Rene and Curtis find a layout for Starling General Hospital at Edlund’s address. Oliver cuts short his meeting with Pollard to scurry over to the hospital where he faces down the shooter as…Oliver Queen. The mayor diffuses the tense standoff reminding Edlund that the lives he took today were as innocent as those stolen from him. More deaths, including his own, were not solutions. He convinces Edlund to lay down his weapon and he’s taken into custody. Oliver returns to the councilwoman with a gun control ordinance that should make things right without making it harder for people in Star City to buy or own or carry a gun, or to protect themselves – which sounded a little contradictory to me when I heard it (and as I write it out, the same applies). One last trip to Rene’s past shows him despondent in his apartment, a social worker on the phone explaining why the instability of his home will keep his daughter with foster parents. On television, Green Arrow takes down Damien Darhk with all of Star City by his side. Rene looks down at the hockey apparel he wore on his last night with his daughter and Wild Dog is born.
THE GOOD –
When we first met Rene and his face was scarred up a bit, we presumed this was from fighting in a run-of-the-mill hockey mask from Modell’s. Outside of some elbow and knee pads and steel toe boots, he didn’t look fit for urban vigilante combat. Thus – scar tissue. This episode’s flashbacks to pre-Wild Dog days shows Rene adorned with many of the same scars – wounds which would be reopened in subsequent battles alongside Team Arrow. That speaks to a guy who has been ‘through some stuff’ and lived to talk about it. It illustrates his pro-gun stance as well as his revulsion at his wife’s relapse at the expense of their daughter’s happiness. Storytelling that is shown, not told. Unusual for Arrow but very welcome.

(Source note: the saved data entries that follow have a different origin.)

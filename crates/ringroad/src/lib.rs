//! Emergency-service location on ring roads.
//!
//! Each caller reaches a ring only through its two access points A and B
//! (modeled antipodal, `D/2` apart) and then travels along the ring to the
//! service center. The engine is a closed-form case analysis, not an iterative
//! solver:
//!
//! 1. `instance`: validated distances and circumferences, derived `delta`.
//! 2. `threshold`: the minimax threshold `α̃ = max_i min_j delta[i][j]`.
//! 3. `region`: per (caller, center) feasible positions at a threshold `α`.
//! 4. `placement`: one position per center from the per-pair regions.
//!
//! Everything is a pure function of an immutable `ProblemInstance`.

pub mod cfg;
pub mod instance;
pub mod placement;
pub mod rand;
pub mod region;
pub mod threshold;

/// Library version string.
pub const VERSION: &str = env!("CARGO_PKG_VERSION");

pub use cfg::{CfgError, RingCfg};
pub use instance::{InstanceError, ProblemInstance};
pub use placement::{Aggregation, OptimalSolution, PairViolation, SolveError};
pub use region::{BoundaryValues, FeasibleRegion, RingArc};

/// Common exports for quick imports in callers.
pub mod prelude {
    pub use crate::rand::{draw_instance, InstanceCfg, ReplayToken};
    pub use crate::{
        Aggregation, FeasibleRegion, InstanceError, OptimalSolution, ProblemInstance, RingArc,
        RingCfg, SolveError,
    };
    pub use nalgebra::{DMatrix, DVector};
}

/// Reference instance with five neighborhoods and four ring roads.
///
/// Used by the demo driver, the benches, and as a fixed regression fixture.
pub fn reference_instance() -> ProblemInstance {
    let a = [
        [3.0, 9.0, 6.0, 3.0],
        [4.0, 8.0, 7.0, 5.0],
        [6.0, 6.0, 9.0, 7.0],
        [7.0, 5.0, 3.0, 9.0],
        [8.0, 3.0, 5.0, 8.0],
    ];
    let b = [
        [3.0, 10.0, 6.0, 5.0],
        [6.0, 9.0, 8.0, 6.0],
        [7.0, 7.0, 10.0, 8.0],
        [7.0, 6.0, 2.0, 10.0],
        [8.0, 3.0, 4.0, 9.0],
    ];
    ProblemInstance::from_parts(
        nalgebra::DVector::from_column_slice(&[22.0, 22.0, 22.0, 16.0]),
        nalgebra::DMatrix::from_fn(5, 4, |i, j| a[i][j]),
        nalgebra::DMatrix::from_fn(5, 4, |i, j| b[i][j]),
    )
}
//! Closed-form feasible regions.
//!
//! For a pair with `A = a[i][j]`, `B = b[i][j]`, `D = d[j]`, `δ = min(A, B)`:
//! - `α < δ`: empty.
//! - `α = δ`: the single point `D/2`.
//! - `α > δ`, `A <= B`: the whole ring.
//! - `α > δ`, `A > B`: an arc of half-width `α − B` around `D/2`; once
//!   `α` reaches `A`, the point `0`; past `A`, arcs `[0, α−A]` and
//!   `[D−(α−A), D]` growing from access point A in both directions.
//!
//! The arc endpoints are the four boundary values
//! `μ* = α − A`, `μ** = D − α + A`, `ν* = D/2 + B − α`, `ν** = α + D/2 − B`.

use nalgebra::DMatrix;

use super::types::{FeasibleRegion, RingArc};
use crate::cfg::RingCfg;
use crate::instance::ProblemInstance;

/// Boundary values of every pair at one threshold, each `m × n`.
#[derive(Clone, Debug, PartialEq)]
pub struct BoundaryValues {
    /// `α − a`: reach past access point A.
    pub mu_star: DMatrix<f64>,
    /// `d − α + a`: start of the wrapped arc ending at A.
    pub mu_double_star: DMatrix<f64>,
    /// `d/2 + b − α`: lower end of the arc around B.
    pub nu_star: DMatrix<f64>,
    /// `α + d/2 − b`: upper end of the arc around B.
    pub nu_double_star: DMatrix<f64>,
}

#[derive(Clone, Copy, Debug)]
struct PairBounds {
    mu_star: f64,
    mu_double_star: f64,
    nu_star: f64,
    nu_double_star: f64,
}

impl PairBounds {
    #[inline]
    fn new(alpha: f64, a: f64, b: f64, d: f64) -> Self {
        let half = 0.5 * d;
        Self {
            mu_star: alpha - a,
            mu_double_star: d - alpha + a,
            nu_star: half + b - alpha,
            nu_double_star: alpha + half - b,
        }
    }
}

impl ProblemInstance {
    /// Feasible region of caller `i` on ring `j` at threshold `alpha`,
    /// using default tolerances.
    ///
    /// # Panics
    /// If `i >= m` or `j >= n`.
    pub fn feasible_region(&self, i: usize, j: usize, alpha: f64) -> FeasibleRegion {
        self.feasible_region_with(i, j, alpha, RingCfg::default())
    }

    /// Feasible region with explicit tolerances.
    ///
    /// # Panics
    /// If `i >= m` or `j >= n`.
    pub fn feasible_region_with(
        &self,
        i: usize,
        j: usize,
        alpha: f64,
        cfg: RingCfg,
    ) -> FeasibleRegion {
        let a = self.a()[(i, j)];
        let b = self.b()[(i, j)];
        let d = self.d()[j];
        let delta = self.delta()[(i, j)];

        if alpha.is_nan() || cfg.below(alpha, delta) {
            return FeasibleRegion::Empty;
        }
        if cfg.ties(alpha, delta) {
            return FeasibleRegion::Point(0.5 * d);
        }
        if a <= b {
            return FeasibleRegion::Arcs(vec![RingArc::clamped(0.0, d, d)]);
        }

        let pb = PairBounds::new(alpha, a, b, d);
        let around_b = RingArc::clamped(pb.nu_star, pb.nu_double_star, d);
        if cfg.below(alpha, a) {
            FeasibleRegion::Arcs(vec![around_b])
        } else if cfg.ties(alpha, a) {
            FeasibleRegion::Arcs(vec![RingArc::point(0.0), around_b])
        } else {
            FeasibleRegion::Arcs(vec![
                RingArc::clamped(0.0, pb.mu_star, d),
                around_b,
                RingArc::clamped(pb.mu_double_star, d, d),
            ])
        }
    }

    /// Regions of every pair at `alpha`, as an `m × n` table.
    pub fn feasible_regions(&self, alpha: f64, cfg: RingCfg) -> DMatrix<FeasibleRegion> {
        DMatrix::from_fn(self.m(), self.n(), |i, j| {
            self.feasible_region_with(i, j, alpha, cfg)
        })
    }

    /// The four boundary-value matrices at `alpha`.
    pub fn boundary_values(&self, alpha: f64) -> BoundaryValues {
        let pair = |i: usize, j: usize| {
            PairBounds::new(alpha, self.a()[(i, j)], self.b()[(i, j)], self.d()[j])
        };
        let (m, n) = (self.m(), self.n());
        BoundaryValues {
            mu_star: DMatrix::from_fn(m, n, |i, j| pair(i, j).mu_star),
            mu_double_star: DMatrix::from_fn(m, n, |i, j| pair(i, j).mu_double_star),
            nu_star: DMatrix::from_fn(m, n, |i, j| pair(i, j).nu_star),
            nu_double_star: DMatrix::from_fn(m, n, |i, j| pair(i, j).nu_double_star),
        }
    }
}
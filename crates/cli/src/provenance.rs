//! Provenance sidecars: which build, parameters, and threshold produced a
//! placement file.

use anyhow::{Context, Result};
use serde::Serialize;
use serde_json::Value;
use std::fs;
use std::panic::Location;
use std::path::{Path, PathBuf};
use std::process::Command;

/// Provenance document; `report` prints it bare, `solve` writes it next to
/// the placement with the callsite and `α̃` filled in.
#[derive(Debug, Serialize)]
pub struct Provenance {
    pub code_rev: String,
    pub engine_version: &'static str,
    #[serde(skip_serializing_if = "Option::is_none")]
    pub callsite: Option<Callsite>,
    pub params: Value,
    #[serde(skip_serializing_if = "Option::is_none")]
    pub alpha_tilde: Option<f64>,
    pub outputs: Vec<String>,
}

#[derive(Debug, Serialize)]
pub struct Callsite {
    pub file: &'static str,
    pub line: u32,
}

impl Provenance {
    pub fn new(params: Value) -> Self {
        Self {
            code_rev: code_rev(),
            engine_version: ringroad::VERSION,
            callsite: None,
            params,
            alpha_tilde: None,
            outputs: Vec::new(),
        }
    }
}

/// Write `<stem>.provenance.json` beside `artifact` and return its path.
#[track_caller]
pub fn write_sidecar(artifact: &Path, params: Value, alpha_tilde: f64) -> Result<PathBuf> {
    let at = Location::caller();
    let doc = Provenance {
        callsite: Some(Callsite {
            file: at.file(),
            line: at.line(),
        }),
        alpha_tilde: Some(alpha_tilde),
        outputs: vec![artifact.display().to_string()],
        ..Provenance::new(params)
    };
    let path = artifact.with_extension("provenance.json");
    fs::write(&path, serde_json::to_vec_pretty(&doc)?)
        .with_context(|| format!("writing {}", path.display()))?;
    Ok(path)
}

/// `GIT_COMMIT` (build time, then run time), else `git rev-parse HEAD`.
pub fn code_rev() -> String {
    let from_env = [
        option_env!("GIT_COMMIT").map(str::to_owned),
        std::env::var("GIT_COMMIT").ok(),
    ];
    from_env
        .into_iter()
        .flatten()
        .find(|rev| !rev.is_empty())
        .or_else(git_head)
        .unwrap_or_else(|| "unknown".to_owned())
}

fn git_head() -> Option<String> {
    let out = Command::new("git").args(["rev-parse", "HEAD"]).output().ok()?;
    out.status
        .success()
        .then(|| String::from_utf8_lossy(&out.stdout).trim().to_owned())
}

I think most of the conversation about gun control, registries pro or con was simplistic talking heads stuff. I didn’t find any revealing nuance to the debate offered but I appreciate the show making time to address a real world concern. As the most violent of The CW DC Universe, Arrow’s voice speaks loudest in this space. I didn’t think it too much to say about the gun control issue but Curtis and Felicity captured the nation’s feeling about public discourse very well. There was a time when an exchange of ideas, thoughts, concerns would lead to opinions being shared, compromises being born and understanding being welcome and appreciated. It wasn’t so long ago yet it feels like it might as well have been a silent movie.
THE BAD –
Vigilante. An episode focusing on gun violence had to see Star City’s resident pistol-packing do-gooder pop back up again. However with Rene’s touching story providing a human element to the issue (coupled with his gun-toting Wild Dog persona), this appearance felt unnecessary. It added nothing to the plot or overall conversation.